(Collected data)
* * * *
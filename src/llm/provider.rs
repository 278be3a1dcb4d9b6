// SPDX-License-Identifier: AGPL-3.0-or-later
// Copyright (C) 2025 Kaapi Contributors

//! Provider trait and normalized stream events
//!
//! Defines the abstraction layer over the LLM backends. Each adapter turns
//! its backend's streaming wire format into [`TurnEvent`]s and turns the
//! internal [`Turn`] history back into the backend's request shape.

use async_trait::async_trait;
use futures::Stream;
use serde::{Deserialize, Serialize};
use std::pin::Pin;
use uuid::Uuid;

use crate::error::Result;
use crate::llm::message::Turn;

/// Output token cap for every model call.
pub const MAX_OUTPUT_TOKENS: u32 = 600;

/// History window used by adapters with small context budgets.
pub const HISTORY_WINDOW: usize = 6;

/// A pinned, boxed stream of normalized turn events.
pub type TurnStream = Pin<Box<dyn Stream<Item = Result<TurnEvent>> + Send>>;

/// Main trait for chat providers
#[async_trait]
pub trait ChatProvider: Send + Sync {
    /// Get the provider name (e.g. "gemini", "openai")
    fn name(&self) -> &str;

    /// Start one model turn over the given history.
    ///
    /// When `tools_enabled` is false the search tool is not declared, which
    /// is how the orchestrator forbids chained tool calls on the second
    /// pass. The adapter never mutates any session state; persisting what
    /// the stream produced is the caller's job.
    async fn start_turn(&self, history: &[Turn], tools_enabled: bool) -> Result<TurnStream>;
}

/// Events emitted by an adapter while a turn streams in
#[derive(Debug, Clone, PartialEq)]
pub enum TurnEvent {
    /// A visible text fragment; forward to the caller immediately
    TextDelta(String),

    /// The model opened a tool invocation
    ToolCallStart {
        /// Backend-assigned call id, when the wire format has one
        id: Option<String>,
        name: String,
    },

    /// A fragment of the tool-call argument JSON, in arrival order
    ToolCallDelta { fragment: String },

    /// The provider declared the turn finished
    TurnComplete { reason: FinishReason },
}

/// Why the model stopped generating
#[derive(Debug, Clone, Copy, PartialEq, Eq)]
pub enum FinishReason {
    /// Natural end of message
    Stop,
    /// The model wants the declared tool executed
    ToolCall,
    /// Output token cap reached
    Length,
}

/// Tool definition declared to the model
#[derive(Debug, Clone, Serialize, Deserialize)]
pub struct ToolDefinition {
    /// Tool name
    pub name: String,

    /// Tool description
    pub description: String,

    /// Input schema (JSON Schema)
    pub input_schema: ToolInputSchema,
}

/// Input schema for a tool
#[derive(Debug, Clone, Serialize, Deserialize)]
pub struct ToolInputSchema {
    /// Schema type (always "object")
    #[serde(rename = "type")]
    pub schema_type: String,

    /// Property definitions
    pub properties: serde_json::Value,

    /// Required properties
    #[serde(default, skip_serializing_if = "Vec::is_empty")]
    pub required: Vec<String>,
}

/// A completed tool invocation, ready for the resolver
#[derive(Debug, Clone, PartialEq)]
pub struct PendingToolCall {
    pub id: String,
    pub name: String,
    /// Concatenated argument fragments; parsed as JSON by the resolver
    pub arguments_json: String,
}

/// Accumulator for a streamed tool invocation.
///
/// Argument JSON may arrive split across arbitrarily many fragments;
/// fragments are concatenated in arrival order and only parsed once the
/// provider declares the turn finished for a tool-invocation reason.
#[derive(Debug, Default)]
pub struct ToolCallAccumulator {
    id: Option<String>,
    name: Option<String>,
    buffer: String,
    open: bool,
}

impl ToolCallAccumulator {
    pub fn new() -> Self {
        Self::default()
    }

    /// Feed one stream event into the accumulator.
    pub fn observe(&mut self, event: &TurnEvent) {
        match event {
            TurnEvent::ToolCallStart { id, name } => {
                self.id = id.clone();
                self.name = Some(name.clone());
                self.buffer.clear();
                self.open = true;
            }
            TurnEvent::ToolCallDelta { fragment } => {
                if self.open {
                    self.buffer.push_str(fragment);
                }
            }
            _ => {}
        }
    }

    /// Whether a tool invocation is currently open.
    pub fn is_open(&self) -> bool {
        self.open
    }

    /// Finalize at the turn boundary.
    ///
    /// Returns the pending call if the model opened one. Backends that do
    /// not assign call ids get a synthesized one so history replay stays
    /// valid on id-carrying wire formats.
    pub fn finish(self) -> Option<PendingToolCall> {
        if !self.open {
            return None;
        }
        let name = self.name?;
        let id = self
            .id
            .unwrap_or_else(|| format!("call_{}", Uuid::new_v4().simple()));
        let arguments_json = if self.buffer.trim().is_empty() {
            "{}".to_string()
        } else {
            self.buffer
        };
        Some(PendingToolCall {
            id,
            name,
            arguments_json,
        })
    }
}

#[cfg(test)]
mod tests {
    use super::*;

    #[test]
    fn test_accumulator_starts_closed() {
        let acc = ToolCallAccumulator::new();
        assert!(!acc.is_open());
        assert!(acc.finish().is_none());
    }

    #[test]
    fn test_accumulator_ignores_text_deltas() {
        let mut acc = ToolCallAccumulator::new();
        acc.observe(&TurnEvent::TextDelta("hello".to_string()));
        assert!(!acc.is_open());
        assert!(acc.finish().is_none());
    }

    #[test]
    fn test_accumulator_single_fragment() {
        let mut acc = ToolCallAccumulator::new();
        acc.observe(&TurnEvent::ToolCallStart {
            id: Some("call_1".to_string()),
            name: "search_catalog".to_string(),
        });
        acc.observe(&TurnEvent::ToolCallDelta {
            fragment: r#"{"roast_level":"light"}"#.to_string(),
        });

        let call = acc.finish().unwrap();
        assert_eq!(call.id, "call_1");
        assert_eq!(call.name, "search_catalog");
        assert_eq!(call.arguments_json, r#"{"roast_level":"light"}"#);
    }

    #[test]
    fn test_accumulator_concatenates_in_arrival_order() {
        let mut acc = ToolCallAccumulator::new();
        acc.observe(&TurnEvent::ToolCallStart {
            id: None,
            name: "search_catalog".to_string(),
        });
        for fragment in [r#"{"brew_"#, r#"method":"#, r#""Espresso"}"#] {
            acc.observe(&TurnEvent::ToolCallDelta {
                fragment: fragment.to_string(),
            });
        }

        let call = acc.finish().unwrap();
        assert_eq!(call.arguments_json, r#"{"brew_method":"Espresso"}"#);
    }

    #[test]
    fn test_accumulator_synthesizes_missing_id() {
        let mut acc = ToolCallAccumulator::new();
        acc.observe(&TurnEvent::ToolCallStart {
            id: None,
            name: "search_catalog".to_string(),
        });

        let call = acc.finish().unwrap();
        assert!(call.id.starts_with("call_"));
    }

    #[test]
    fn test_accumulator_empty_arguments_default_to_object() {
        let mut acc = ToolCallAccumulator::new();
        acc.observe(&TurnEvent::ToolCallStart {
            id: Some("call_2".to_string()),
            name: "search_catalog".to_string(),
        });

        let call = acc.finish().unwrap();
        assert_eq!(call.arguments_json, "{}");
    }

    #[test]
    fn test_accumulator_drops_fragments_before_start() {
        let mut acc = ToolCallAccumulator::new();
        acc.observe(&TurnEvent::ToolCallDelta {
            fragment: "{}".to_string(),
        });
        assert!(!acc.is_open());
        assert!(acc.finish().is_none());
    }

    #[test]
    fn test_tool_definition_serialization() {
        let tool = ToolDefinition {
            name: "search_catalog".to_string(),
            description: "Search the coffee database".to_string(),
            input_schema: ToolInputSchema {
                schema_type: "object".to_string(),
                properties: serde_json::json!({
                    "brew_method": {"type": "string"}
                }),
                required: vec![],
            },
        };

        let json = serde_json::to_value(&tool).unwrap();
        assert_eq!(json["name"], "search_catalog");
        assert_eq!(json["input_schema"]["type"], "object");
    }

    #[test]
    fn test_finish_reason_equality() {
        assert_eq!(FinishReason::Stop, FinishReason::Stop);
        assert_ne!(FinishReason::Stop, FinishReason::ToolCall);
    }
}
* * * *
* EXERCISE BRIEF: Return the data exactly, every line included.

* PROBLEM SOLUTION:
filename src/llm/provider.rs
repository 278be3a1dcb4d9b6
// SPDX-License-Identifier: AGPL-3.0-or-later
// Copyright (C) 2025 Kaapi Contributors

//! Provider trait and normalized stream events
//!
//! Defines the abstraction layer over the LLM backends. Each adapter turns
//! its backend's streaming wire format into [`TurnEvent`]s and turns the
//! internal [`Turn`] history back into the backend's request shape.

use async_trait::async_trait;
use futures::Stream;
use serde::{Deserialize, Serialize};
use std::pin::Pin;
use uuid::Uuid;

use crate::error::Result;
use crate::llm::message::Turn;

/// Output token cap for every model call.
pub const MAX_OUTPUT_TOKENS: u32 = 600;

/// History window used by adapters with small context budgets.
pub const HISTORY_WINDOW: usize = 6;

/// A pinned, boxed stream of normalized turn events.
pub type TurnStream = Pin<Box<dyn Stream<Item = Result<TurnEvent>> + Send>>;

/// Main trait for chat providers
#[async_trait]
pub trait ChatProvider: Send + Sync {
    /// Get the provider name (e.g. "gemini", "openai")
    fn name(&self) -> &str;

    /// Start one model turn over the given history.
    ///
    /// When `tools_enabled` is false the search tool is not declared, which
    /// is how the orchestrator forbids chained tool calls on the second
    /// pass. The adapter never mutates any session state; persisting what
    /// the stream produced is the caller's job.
    async fn start_turn(&self, history: &[Turn], tools_enabled: bool) -> Result<TurnStream>;
}

/// Events emitted by an adapter while a turn streams in
#[derive(Debug, Clone, PartialEq)]
pub enum TurnEvent {
    /// A visible text fragment; forward to the caller immediately
    TextDelta(String),

    /// The model opened a tool invocation
    ToolCallStart {
        /// Backend-assigned call id, when the wire format has one
        id: Option<String>,
        name: String,
    },

    /// A fragment of the tool-call argument JSON, in arrival order
    ToolCallDelta { fragment: String },

    /// The provider declared the turn finished
    TurnComplete { reason: FinishReason },
}

/// Why the model stopped generating
#[derive(Debug, Clone, Copy, PartialEq, Eq)]
pub enum FinishReason {
    /// Natural end of message
    Stop,
    /// The model wants the declared tool executed
    ToolCall,
    /// Output token cap reached
    Length,
}

/// Tool definition declared to the model
#[derive(Debug, Clone, Serialize, Deserialize)]
pub struct ToolDefinition {
    /// Tool name
    pub name: String,

    /// Tool description
    pub description: String,

    /// Input schema (JSON Schema)
    pub input_schema: ToolInputSchema,
}

/// Input schema for a tool
#[derive(Debug, Clone, Serialize, Deserialize)]
pub struct ToolInputSchema {
    /// Schema type (always "object")
    #[serde(rename = "type")]
    pub schema_type: String,

    /// Property definitions
    pub properties: serde_json::Value,

    /// Required properties
    #[serde(default, skip_serializing_if = "Vec::is_empty")]
    pub required: Vec<String>,
}

/// A completed tool invocation, ready for the resolver
#[derive(Debug, Clone, PartialEq)]
pub struct PendingToolCall {
    pub id: String,
    pub name: String,
    /// Concatenated argument fragments; parsed as JSON by the resolver
    pub arguments_json: String,
}

/// Accumulator for a streamed tool invocation.
///
/// Argument JSON may arrive split across arbitrarily many fragments;
/// fragments are concatenated in arrival order and only parsed once the
/// provider declares the turn finished for a tool-invocation reason.
#[derive(Debug, Default)]
pub struct ToolCallAccumulator {
    id: Option<String>,
    name: Option<String>,
    buffer: String,
    open: bool,
}

impl ToolCallAccumulator {
    pub fn new() -> Self {
        Self::default()
    }

    /// Feed one stream event into the accumulator.
    pub fn observe(&mut self, event: &TurnEvent) {
        match event {
            TurnEvent::ToolCallStart { id, name } => {
                self.id = id.clone();
                self.name = Some(name.clone());
                self.buffer.clear();
                self.open = true;
            }
            TurnEvent::ToolCallDelta { fragment } => {
                if self.open {
                    self.buffer.push_str(fragment);
                }
            }
            _ => {}
        }
    }

    /// Whether a tool invocation is currently open.
    pub fn is_open(&self) -> bool {
        self.open
    }

    /// Finalize at the turn boundary.
    ///
    /// Returns the pending call if the model opened one. Backends that do
    /// not assign call ids get a synthesized one so history replay stays
    /// valid on id-carrying wire formats.
    pub fn finish(self) -> Option<PendingToolCall> {
        if !self.open {
            return None;
        }
        let name = self.name?;
        let id = self
            .id
            .unwrap_or_else(|| format!("call_{}", Uuid::new_v4().simple()));
        let arguments_json = if self.buffer.trim().is_empty() {
            "{}".to_string()
        } else {
            self.buffer
        };
        Some(PendingToolCall {
            id,
            name,
            arguments_json,
        })
    }
}

#[cfg(test)]
mod tests {
    use super::*;

    #[test]
    fn test_accumulator_starts_closed() {
        let acc = ToolCallAccumulator::new();
        assert!(!acc.is_open());
        assert!(acc.finish().is_none());
    }

    #[test]
    fn test_accumulator_ignores_text_deltas() {
        let mut acc = ToolCallAccumulator::new();
        acc.observe(&TurnEvent::TextDelta("hello".to_string()));
        assert!(!acc.is_open());
        assert!(acc.finish().is_none());
    }

    #[test]
    fn test_accumulator_single_fragment() {
        let mut acc = ToolCallAccumulator::new();
        acc.observe(&TurnEvent::ToolCallStart {
            id: Some("call_1".to_string()),
            name: "search_catalog".to_string(),
        });
        acc.observe(&TurnEvent::ToolCallDelta {
            fragment: r#"{"roast_level":"light"}"#.to_string(),
        });

        let call = acc.finish().unwrap();
        assert_eq!(call.id, "call_1");
        assert_eq!(call.name, "search_catalog");
        assert_eq!(call.arguments_json, r#"{"roast_level":"light"}"#);
    }

    #[test]
    fn test_accumulator_concatenates_in_arrival_order() {
        let mut acc = ToolCallAccumulator::new();
        acc.observe(&TurnEvent::ToolCallStart {
            id: None,
            name: "search_catalog".to_string(),
        });
        for fragment in [r#"{"brew_"#, r#"method":"#, r#""Espresso"}"#] {
            acc.observe(&TurnEvent::ToolCallDelta {
                fragment: fragment.to_string(),
            });
        }

        let call = acc.finish().unwrap();
        assert_eq!(call.arguments_json, r#"{"brew_method":"Espresso"}"#);
    }

    #[test]
    fn test_accumulator_synthesizes_missing_id() {
        let mut acc = ToolCallAccumulator::new();
        acc.observe(&TurnEvent::ToolCallStart {
            id: None,
            name: "search_catalog".to_string(),
        });

        let call = acc.finish().unwrap();
        assert!(call.id.starts_with("call_"));
    }

    #[test]
    fn test_accumulator_empty_arguments_default_to_object() {
        let mut acc = ToolCallAccumulator::new();
        acc.observe(&TurnEvent::ToolCallStart {
            id: Some("call_2".to_string()),
            name: "search_catalog".to_string(),
        });

        let call = acc.finish().unwrap();
        assert_eq!(call.arguments_json, "{}");
    }

    #[test]
    fn test_accumulator_drops_fragments_before_start() {
        let mut acc = ToolCallAccumulator::new();
        acc.observe(&TurnEvent::ToolCallDelta {
            fragment: "{}".to_string(),
        });
        assert!(!acc.is_open());
        assert!(acc.finish().is_none());
    }

    #[test]
    fn test_tool_definition_serialization() {
        let tool = ToolDefinition {
            name: "search_catalog".to_string(),
            description: "Search the coffee database".to_string(),
            input_schema: ToolInputSchema {
                schema_type: "object".to_string(),
                properties: serde_json::json!({
                    "brew_method": {"type": "string"}
                }),
                required: vec![],
            },
        };

        let json = serde_json::to_value(&tool).unwrap();
        assert_eq!(json["name"], "search_catalog");
        assert_eq!(json["input_schema"]["type"], "object");
    }

    #[test]
    fn test_finish_reason_equality() {
        assert_eq!(FinishReason::Stop, FinishReason::Stop);
        assert_ne!(FinishReason::Stop, FinishReason::ToolCall);
    }
}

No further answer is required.